**EXERCISE DIRECTIONS:** Please repeat the lines of the material below exactly, starting with the one that contains "duplicate node error" and ending with the last.

**DATA EXTRACT:**
::::::::::

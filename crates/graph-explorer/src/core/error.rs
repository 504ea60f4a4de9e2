//! Core error types for graph mutation and lookup
//!
//! Every failure here is local and non-fatal: a rejected mutation leaves the
//! graph exactly as it was before the call.

use thiserror::Error;

/// Errors reported by [`GraphStore`](super::GraphStore) and the model facade
#[derive(Error, Debug, Clone, PartialEq)]
pub enum GraphError {
    #[error("Duplicate node: a node with id '{id}' already exists")]
    DuplicateNode { id: String },

    #[error("Duplicate arc: an arc with id '{id}' already exists")]
    DuplicateArc { id: String },

    #[error("Missing endpoint: arc '{arc}' references unknown node '{endpoint}'")]
    MissingEndpoint { arc: String, endpoint: String },

    #[error("Node not found: {id}")]
    NodeNotFound { id: String },

    #[error("Arc not found: {id}")]
    ArcNotFound { id: String },

    #[error("Invalid viewport: {width}x{height}")]
    InvalidViewport { width: f64, height: f64 },

    #[error("Snapshot error: {message}")]
    Snapshot { message: String },
}

impl GraphError {
    /// Create a duplicate node error
    pub fn duplicate_node(id: impl Into<String>) -> Self {
        Self::DuplicateNode { id: id.into() }
    }

    /// Create a duplicate arc error
    pub fn duplicate_arc(id: impl Into<String>) -> Self {
        Self::DuplicateArc { id: id.into() }
    }

    /// Create a missing endpoint error
    pub fn missing_endpoint(arc: impl Into<String>, endpoint: impl Into<String>) -> Self {
        Self::MissingEndpoint {
            arc: arc.into(),
            endpoint: endpoint.into(),
        }
    }

    /// Create a node not found error
    pub fn node_not_found(id: impl Into<String>) -> Self {
        Self::NodeNotFound { id: id.into() }
    }

    /// Create an arc not found error
    pub fn arc_not_found(id: impl Into<String>) -> Self {
        Self::ArcNotFound { id: id.into() }
    }

    /// Create a snapshot error
    pub fn snapshot_error(message: impl Into<String>) -> Self {
        Self::Snapshot {
            message: message.into(),
        }
    }

    /// Returns true for the "already exists" family of errors
    pub fn is_duplicate(&self) -> bool {
        matches!(self, Self::DuplicateNode { .. } | Self::DuplicateArc { .. })
    }

    /// Returns true for the "unknown id" family of errors
    pub fn is_not_found(&self) -> bool {
        matches!(self, Self::NodeNotFound { .. } | Self::ArcNotFound { .. })
    }
}

impl From<serde_json::Error> for GraphError {
    fn from(err: serde_json::Error) -> Self {
        Self::snapshot_error(err.to_string())
    }
}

::::::::::

**RESPONSE TO THE TASK:**
    /// Create a duplicate node error
    pub fn duplicate_node(id: impl Into<String>) -> Self {
        Self::DuplicateNode { id: id.into() }
    }

    /// Create a duplicate arc error
    pub fn duplicate_arc(id: impl Into<String>) -> Self {
        Self::DuplicateArc { id: id.into() }
    }

    /// Create a missing endpoint error
    pub fn missing_endpoint(arc: impl Into<String>, endpoint: impl Into<String>) -> Self {
        Self::MissingEndpoint {
            arc: arc.into(),
            endpoint: endpoint.into(),
        }
    }

    /// Create a node not found error
    pub fn node_not_found(id: impl Into<String>) -> Self {
        Self::NodeNotFound { id: id.into() }
    }

    /// Create an arc not found error
    pub fn arc_not_found(id: impl Into<String>) -> Self {
        Self::ArcNotFound { id: id.into() }
    }

    /// Create a snapshot error
    pub fn snapshot_error(message: impl Into<String>) -> Self {
        Self::Snapshot {
            message: message.into(),
        }
    }

    /// Returns true for the "already exists" family of errors
    pub fn is_duplicate(&self) -> bool {
        matches!(self, Self::DuplicateNode { .. } | Self::DuplicateArc { .. })
    }

    /// Returns true for the "unknown id" family of errors
    pub fn is_not_found(&self) -> bool {
        matches!(self, Self::NodeNotFound { .. } | Self::ArcNotFound { .. })
    }
}

impl From<serde_json::Error> for GraphError {
    fn from(err: serde_json::Error) -> Self {
        Self::snapshot_error(err.to_string())
    }
}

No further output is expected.